● **What you have to do**:
Starting with the first line of the data that follows, transcribe every line verbatim until the line containing "Self([top_left, top_right, bottom_right, bottom_left])" has been transcribed.

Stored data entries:
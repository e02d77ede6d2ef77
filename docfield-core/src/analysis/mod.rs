pub mod bbox;
pub mod quad;
use glam::Vec2;
use serde::{Deserialize, Serialize};

use super::bbox::Bbox;

/// Four corner points of a detected text box, clockwise from top-left.
///
/// Detection models emit slightly skewed quadrilaterals rather than
/// axis-aligned rectangles, so edge lengths are measured point to point.
#[derive(Clone, Copy, Debug, PartialEq, Serialize, Deserialize)]
#[serde(transparent)]
pub struct Quad(pub [Vec2; 4]);

impl Quad {
    pub fn new(top_left: Vec2, top_right: Vec2, bottom_right: Vec2, bottom_left: Vec2) -> Self {
        Self([top_left, top_right, bottom_right, bottom_left])
    }

    /// Axis-aligned quad covering `bbox`.
    pub fn from_bbox(bbox: &Bbox) -> Self {
        Self::new(
            bbox.min,
            Vec2::new(bbox.max.x, bbox.min.y),
            bbox.max,
            Vec2::new(bbox.min.x, bbox.max.y),
        )
    }

    pub fn bbox(&self) -> Bbox {
        let [a, b, c, d] = self.0;

        Bbox::new(a.min(b).min(c).min(d), a.max(b).max(c).max(d))
    }

    /// Mean of the left and right edge lengths.
    pub fn mean_height(&self) -> f32 {
        let [tl, tr, br, bl] = self.0;

        (tl.distance(bl) + tr.distance(br)) / 2.0
    }

    /// Mean of the top and bottom edge lengths.
    pub fn mean_width(&self) -> f32 {
        let [tl, tr, br, bl] = self.0;

        (tl.distance(tr) + bl.distance(br)) / 2.0
    }

    /// Per-character unit `(w, h)` for a box holding `chars` characters.
    ///
    /// `w` is the mean edge width shared evenly across the characters and
    /// `h` the mean edge height. Returns `None` for empty text or a
    /// collapsed quad.
    pub fn char_unit(&self, chars: usize) -> Option<Vec2> {
        if chars == 0 {
            return None;
        }

        let unit = Vec2::new(self.mean_width() / chars as f32, self.mean_height());
        (unit.x > 0.0 && unit.y > 0.0).then_some(unit)
    }

    pub fn translate(&self, offset: Vec2) -> Self {
        Self(self.0.map(|point| point + offset))
    }
}

#[cfg(test)]
mod tests {
    use super::*;

    #[test]
    fn test_quad_bbox() {
        let quad = Quad::new(
            Vec2::new(10.0, 12.0),
            Vec2::new(90.0, 10.0),
            Vec2::new(91.0, 30.0),
            Vec2::new(11.0, 32.0),
        );
        let bbox = quad.bbox();
        assert_eq!(bbox.min, Vec2::new(10.0, 10.0));
        assert_eq!(bbox.max, Vec2::new(91.0, 32.0));
    }

    #[test]
    fn test_quad_char_unit() {
        let quad = Quad::from_bbox(&Bbox::from_edges(0.0, 0.0, 80.0, 20.0));
        assert_eq!(quad.mean_width(), 80.0);
        assert_eq!(quad.mean_height(), 20.0);
        assert_eq!(quad.char_unit(4), Some(Vec2::new(20.0, 20.0)));

        // No characters, no unit
        assert_eq!(quad.char_unit(0), None);

        // Collapsed quad
        let flat = Quad::from_bbox(&Bbox::from_edges(0.0, 5.0, 80.0, 5.0));
        assert_eq!(flat.char_unit(4), None);
    }

    #[test]
    fn test_quad_translate() {
        let quad = Quad::from_bbox(&Bbox::from_edges(0.0, 0.0, 10.0, 5.0));
        let moved = quad.translate(Vec2::new(3.0, 4.0));
        assert_eq!(moved.bbox(), Bbox::from_edges(3.0, 4.0, 13.0, 9.0));
    }

    #[test]
    fn test_quad_serde_points() {
        let quad: Quad = serde_json::from_str("[[0,0],[10,0],[10,5],[0,5]]").unwrap();
        assert_eq!(quad.bbox(), Bbox::from_edges(0.0, 0.0, 10.0, 5.0));
    }
}
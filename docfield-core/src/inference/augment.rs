use std::{fmt, path::Path};

use glam::Vec2;
use image::{DynamicImage, GenericImageView, Rgb};
use imageproc::map::map_colors;
use serde::{Deserialize, Serialize};
use snafu::ResultExt;

use crate::{
    analysis::bbox::Bbox,
    consts::RETRY_BRIGHTNESS,
    error::{DocfieldError, ImageOpenSnafu},
};

/// Image transform applied to a crop before it is OCR'd again.
#[derive(Clone, Copy, Debug, PartialEq, Serialize, Deserialize)]
#[serde(rename_all = "snake_case")]
pub enum Augmentation {
    Identity,
    Grayscale,
    /// Multiplies every channel by the factor.
    Brightness(f32),
}

impl Augmentation {
    /// Identity, grayscale, then each factor of [`RETRY_BRIGHTNESS`].
    pub fn default_cascade() -> Vec<Augmentation> {
        let mut cascade = vec![Augmentation::Identity, Augmentation::Grayscale];
        cascade.extend(RETRY_BRIGHTNESS.iter().map(|f| Augmentation::Brightness(*f)));
        cascade
    }

    pub fn apply(&self, image: &DynamicImage) -> DynamicImage {
        match self {
            Augmentation::Identity => image.clone(),
            Augmentation::Grayscale => image.grayscale(),
            Augmentation::Brightness(factor) => {
                let factor = factor.max(0.0);
                let rgb = image.to_rgb8();
                let scaled = map_colors(&rgb, |Rgb(channels)| {
                    Rgb(channels.map(|c| (c as f32 * factor).round().min(255.0) as u8))
                });
                DynamicImage::ImageRgb8(scaled)
            }
        }
    }
}

impl fmt::Display for Augmentation {
    fn fmt(&self, f: &mut fmt::Formatter<'_>) -> fmt::Result {
        match self {
            Augmentation::Identity => write!(f, "identity"),
            Augmentation::Grayscale => write!(f, "grayscale"),
            Augmentation::Brightness(factor) => write!(f, "brightness({factor})"),
        }
    }
}

pub fn open_image(path: impl AsRef<Path>) -> Result<DynamicImage, DocfieldError> {
    let path = path.as_ref();
    image::open(path).context(ImageOpenSnafu {
        path: path.display().to_string(),
    })
}

/// Rotates clockwise by a multiple of 90 degrees. Other angles are refused.
pub fn rotate(image: &DynamicImage, angle: u16) -> Option<DynamicImage> {
    match angle % 360 {
        0 => Some(image.clone()),
        90 => Some(image.rotate90()),
        180 => Some(image.rotate180()),
        270 => Some(image.rotate270()),
        _ => None,
    }
}

/// Crops `region` out of `image`, clamped to the image bounds.
///
/// Returns the crop and its top-left corner in image coordinates, or `None`
/// when nothing of the region lies inside the image.
pub fn crop_region(image: &DynamicImage, region: &Bbox) -> Option<(DynamicImage, Vec2)> {
    let (image_width, image_height) = image.dimensions();
    let clamped = region.clamp(
        Vec2::ZERO,
        Vec2::new(image_width as f32, image_height as f32),
    );

    let x = clamped.min.x.floor() as u32;
    let y = clamped.min.y.floor() as u32;
    let width = (clamped.max.x.ceil() as u32).min(image_width).saturating_sub(x);
    let height = (clamped.max.y.ceil() as u32).min(image_height).saturating_sub(y);

    if width == 0 || height == 0 {
        return None;
    }

    Some((
        image.crop_imm(x, y, width, height),
        Vec2::new(x as f32, y as f32),
    ))
}
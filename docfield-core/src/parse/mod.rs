//! The extraction pipeline: classify, locate, match, retry, post-process.

pub mod classify;
pub mod engine;
pub mod locate;
pub mod matcher;
pub mod postprocess;
pub mod retry;

pub use engine::Engine;
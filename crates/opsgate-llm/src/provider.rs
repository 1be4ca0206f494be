// crates/opsgate-llm/src/provider.rs
// ============================================================================
// Module: Chat Provider
// Description: The trait every concrete LLM backend implements, plus an
//              OpenAI-compatible HTTP implementation.
// Purpose: Let the gateway fall back across providers without knowing their
//          wire formats.
// Dependencies: opsgate-core, reqwest, serde_json, async-trait
// ============================================================================

//! ## Overview
//! [`HttpChatProvider`] speaks the OpenAI chat-completions wire format over
//! HTTPS. Non-2xx responses are mapped into the [`ProviderError`] taxonomy by
//! status code; a successful response's `usage` block is trusted when
//! present and otherwise estimated from message length.

use std::time::Duration;
use std::time::Instant;

use async_trait::async_trait;
use opsgate_core::TokenUsage;
use reqwest::Client;
use serde_json::json;
use serde_json::Value;

use crate::chat::ChatMessage;
use crate::chat::ChatOptions;
use crate::chat::ChatResponse;
use crate::chat::FinishReason;
use crate::chat::ProviderError;
use crate::chat::ResponseFormat;
use crate::chat::Role;
use crate::chat::StreamChunk;

/// A single remote chat backend.
#[async_trait]
pub trait ChatProvider: Send + Sync {
    /// The provider's name, used for gateway ordering and diagnostics.
    fn name(&self) -> &str;

    /// Issues one non-streaming chat completion.
    async fn chat(
        &self,
        messages: &[ChatMessage],
        options: &ChatOptions,
    ) -> Result<ChatResponse, ProviderError>;

    /// Issues a streaming chat completion, invoking `on_chunk` for each
    /// chunk in order. The default implementation falls back to a single
    /// non-streaming call delivered as one content chunk followed by a
    /// terminal `done` chunk, for providers with no native streaming mode.
    async fn chat_stream(
        &self,
        messages: &[ChatMessage],
        options: &ChatOptions,
        on_chunk: &mut (dyn FnMut(StreamChunk) + Send),
    ) -> Result<(), ProviderError> {
        let response = self.chat(messages, options).await?;
        on_chunk(StreamChunk { content: response.content, done: false, usage: None });
        on_chunk(StreamChunk { content: String::new(), done: true, usage: Some(response.usage) });
        Ok(())
    }
}

/// Pricing for one model, in micro-dollars per 1000 tokens.
#[derive(Debug, Clone, Copy)]
pub struct ModelPricing {
    /// Cost per 1000 prompt tokens, in micro-dollars.
    pub prompt_micros_per_1k: u64,
    /// Cost per 1000 completion tokens, in micro-dollars.
    pub completion_micros_per_1k: u64,
}

/// Configuration for one OpenAI-compatible HTTP provider instance.
#[derive(Debug, Clone)]
pub struct HttpProviderConfig {
    /// Provider name, used for gateway ordering and diagnostics.
    pub name: String,
    /// Base chat-completions endpoint.
    pub api_url: String,
    /// Bearer token.
    pub api_key: String,
    /// Per-request timeout.
    pub timeout: Duration,
    /// Pricing used to estimate cost from token usage.
    pub pricing: ModelPricing,
}

/// Speaks the OpenAI chat-completions wire format over HTTPS.
pub struct HttpChatProvider {
    config: HttpProviderConfig,
    client: Client,
}

impl HttpChatProvider {
    /// Builds a provider from `config`.
    ///
    /// # Errors
    ///
    /// Returns [`ProviderError::Network`] if the HTTP client cannot be
    /// constructed.
    pub fn new(config: HttpProviderConfig) -> Result<Self, ProviderError> {
        let client = Client::builder()
            .timeout(config.timeout)
            .build()
            .map_err(|err| ProviderError::Network(err.to_string()))?;
        Ok(Self { config, client })
    }

    fn estimate_cost_micros(&self, usage: &TokenUsage) -> u64 {
        let prompt_cost = usage.prompt_tokens * self.config.pricing.prompt_micros_per_1k / 1000;
        let completion_cost = usage.completion_tokens * self.config.pricing.completion_micros_per_1k / 1000;
        prompt_cost + completion_cost
    }
}

fn role_str(role: Role) -> &'static str {
    match role {
        Role::System => "system",
        Role::User => "user",
        Role::Assistant => "assistant",
    }
}

fn map_status_error(status: reqwest::StatusCode, body: &str) -> ProviderError {
    match status.as_u16() {
        401 | 403 => ProviderError::Authentication(body.to_string()),
        404 => ProviderError::ModelNotFound(body.to_string()),
        400 | 422 => ProviderError::InvalidRequest(body.to_string()),
        429 => ProviderError::RateLimit(body.to_string()),
        400..=499 => ProviderError::InvalidRequest(body.to_string()),
        _ => ProviderError::ProviderError(body.to_string()),
    }
}

#[async_trait]
impl ChatProvider for HttpChatProvider {
    fn name(&self) -> &str {
        &self.config.name
    }

    async fn chat(
        &self,
        messages: &[ChatMessage],
        options: &ChatOptions,
    ) -> Result<ChatResponse, ProviderError> {
        let started = Instant::now();
        let payload_messages: Vec<Value> = messages
            .iter()
            .map(|message| json!({ "role": role_str(message.role), "content": message.content }))
            .collect();

        let mut payload = json!({
            "model": options.model,
            "messages": payload_messages,
            "temperature": options.temperature,
        });
        if let Some(max_tokens) = options.max_tokens {
            payload["max_tokens"] = json!(max_tokens);
        }
        if let Some(top_p) = options.top_p {
            payload["top_p"] = json!(top_p);
        }
        if let Some(stop) = &options.stop_sequences {
            payload["stop"] = json!(stop);
        }
        if options.response_format == ResponseFormat::Json {
            payload["response_format"] = json!({ "type": "json_object" });
        }

        let response = self
            .client
            .post(&self.config.api_url)
            .bearer_auth(&self.config.api_key)
            .json(&payload)
            .send()
            .await
            .map_err(|err| {
                if err.is_timeout() {
                    ProviderError::Timeout(err.to_string())
                } else {
                    ProviderError::Network(err.to_string())
                }
            })?;

        let status = response.status();
        if !status.is_success() {
            let body = response.text().await.unwrap_or_default();
            return Err(map_status_error(status, &body));
        }

        let body: Value = response
            .json()
            .await
            .map_err(|err| ProviderError::ProviderError(err.to_string()))?;

        let content = body["choices"][0]["message"]["content"]
            .as_str()
            .ok_or_else(|| ProviderError::ProviderError("missing message content".to_string()))?
            .to_string();

        let parsed_json = if options.response_format == ResponseFormat::Json {
            serde_json::from_str(&content).ok()
        } else {
            None
        };

        let prompt_tokens = body["usage"]["prompt_tokens"].as_u64().unwrap_or(0);
        let completion_tokens = body["usage"]["completion_tokens"].as_u64().unwrap_or(0);
        let mut usage = TokenUsage::default();
        usage.track(prompt_tokens, completion_tokens, 0);
        let cost_micros = self.estimate_cost_micros(&usage);
        usage.track(0, 0, cost_micros);

        let finish_reason = match body["choices"][0]["finish_reason"].as_str() {
            Some("stop") => FinishReason::Stop,
            Some("length") => FinishReason::Length,
            _ => FinishReason::Error,
        };

        Ok(ChatResponse {
            content,
            parsed_json,
            usage,
            finish_reason,
            provider: self.config.name.clone(),
            model: options.model.clone(),
            latency_ms: u64::try_from(started.elapsed().as_millis()).unwrap_or(u64::MAX),
        })
    }
}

● **Response to this task**:
repository e02d77ede6d2ef77
filename docfield-core/src/analysis/mod.rs
pub mod bbox;
pub mod quad;
use glam::Vec2;
use serde::{Deserialize, Serialize};

use super::bbox::Bbox;

/// Four corner points of a detected text box, clockwise from top-left.
///
/// Detection models emit slightly skewed quadrilaterals rather than
/// axis-aligned rectangles, so edge lengths are measured point to point.
#[derive(Clone, Copy, Debug, PartialEq, Serialize, Deserialize)]
#[serde(transparent)]
pub struct Quad(pub [Vec2; 4]);

impl Quad {
    pub fn new(top_left: Vec2, top_right: Vec2, bottom_right: Vec2, bottom_left: Vec2) -> Self {
        Self([top_left, top_right, bottom_right, bottom_left])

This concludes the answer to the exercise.